TASK OBJECTIVE: Your reply should be made up of every line in the records below that holds the string "DecayMode".

****

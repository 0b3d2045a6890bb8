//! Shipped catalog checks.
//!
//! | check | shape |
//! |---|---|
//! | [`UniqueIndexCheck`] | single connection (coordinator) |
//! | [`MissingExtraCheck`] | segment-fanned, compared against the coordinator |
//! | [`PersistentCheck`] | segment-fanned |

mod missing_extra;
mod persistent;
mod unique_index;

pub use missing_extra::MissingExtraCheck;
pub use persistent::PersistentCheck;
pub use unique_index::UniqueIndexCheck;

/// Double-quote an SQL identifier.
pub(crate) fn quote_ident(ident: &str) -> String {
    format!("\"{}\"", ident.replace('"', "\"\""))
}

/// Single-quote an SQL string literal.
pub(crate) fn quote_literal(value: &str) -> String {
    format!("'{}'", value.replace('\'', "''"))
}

****

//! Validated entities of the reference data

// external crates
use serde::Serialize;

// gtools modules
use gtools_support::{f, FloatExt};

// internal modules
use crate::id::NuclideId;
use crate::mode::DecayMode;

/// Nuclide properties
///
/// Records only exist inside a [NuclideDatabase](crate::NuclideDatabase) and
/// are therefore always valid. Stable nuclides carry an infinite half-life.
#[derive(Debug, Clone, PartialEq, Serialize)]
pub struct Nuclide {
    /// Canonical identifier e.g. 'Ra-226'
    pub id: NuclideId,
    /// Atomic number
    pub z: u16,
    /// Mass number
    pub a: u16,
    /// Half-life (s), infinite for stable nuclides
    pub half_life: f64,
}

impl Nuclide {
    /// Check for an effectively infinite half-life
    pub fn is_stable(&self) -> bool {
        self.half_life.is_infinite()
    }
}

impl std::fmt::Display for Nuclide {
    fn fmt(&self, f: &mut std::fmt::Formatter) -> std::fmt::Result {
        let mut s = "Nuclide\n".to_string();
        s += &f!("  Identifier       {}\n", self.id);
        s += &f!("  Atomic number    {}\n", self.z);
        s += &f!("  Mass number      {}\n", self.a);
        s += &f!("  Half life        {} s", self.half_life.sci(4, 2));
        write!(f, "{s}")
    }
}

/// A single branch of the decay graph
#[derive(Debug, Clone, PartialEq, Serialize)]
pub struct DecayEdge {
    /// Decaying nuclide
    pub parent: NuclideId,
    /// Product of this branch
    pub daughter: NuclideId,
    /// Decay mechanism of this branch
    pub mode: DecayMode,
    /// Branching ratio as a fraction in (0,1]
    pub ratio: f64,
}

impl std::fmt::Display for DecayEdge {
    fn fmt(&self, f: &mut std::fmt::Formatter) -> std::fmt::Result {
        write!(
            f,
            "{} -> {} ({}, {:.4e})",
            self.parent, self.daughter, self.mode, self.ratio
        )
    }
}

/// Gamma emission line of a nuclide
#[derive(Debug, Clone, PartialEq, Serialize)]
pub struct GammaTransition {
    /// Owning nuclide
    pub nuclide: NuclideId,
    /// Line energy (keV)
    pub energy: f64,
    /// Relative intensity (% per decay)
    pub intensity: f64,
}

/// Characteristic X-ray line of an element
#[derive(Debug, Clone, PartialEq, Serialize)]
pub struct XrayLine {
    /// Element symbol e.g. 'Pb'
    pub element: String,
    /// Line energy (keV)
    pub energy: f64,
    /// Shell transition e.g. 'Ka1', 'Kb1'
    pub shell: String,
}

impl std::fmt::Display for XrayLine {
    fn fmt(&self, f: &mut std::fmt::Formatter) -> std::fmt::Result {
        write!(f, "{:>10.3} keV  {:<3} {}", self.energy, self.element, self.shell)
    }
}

****

RESPONSE BELOW:
use crate::mode::DecayMode;
    pub mode: DecayMode,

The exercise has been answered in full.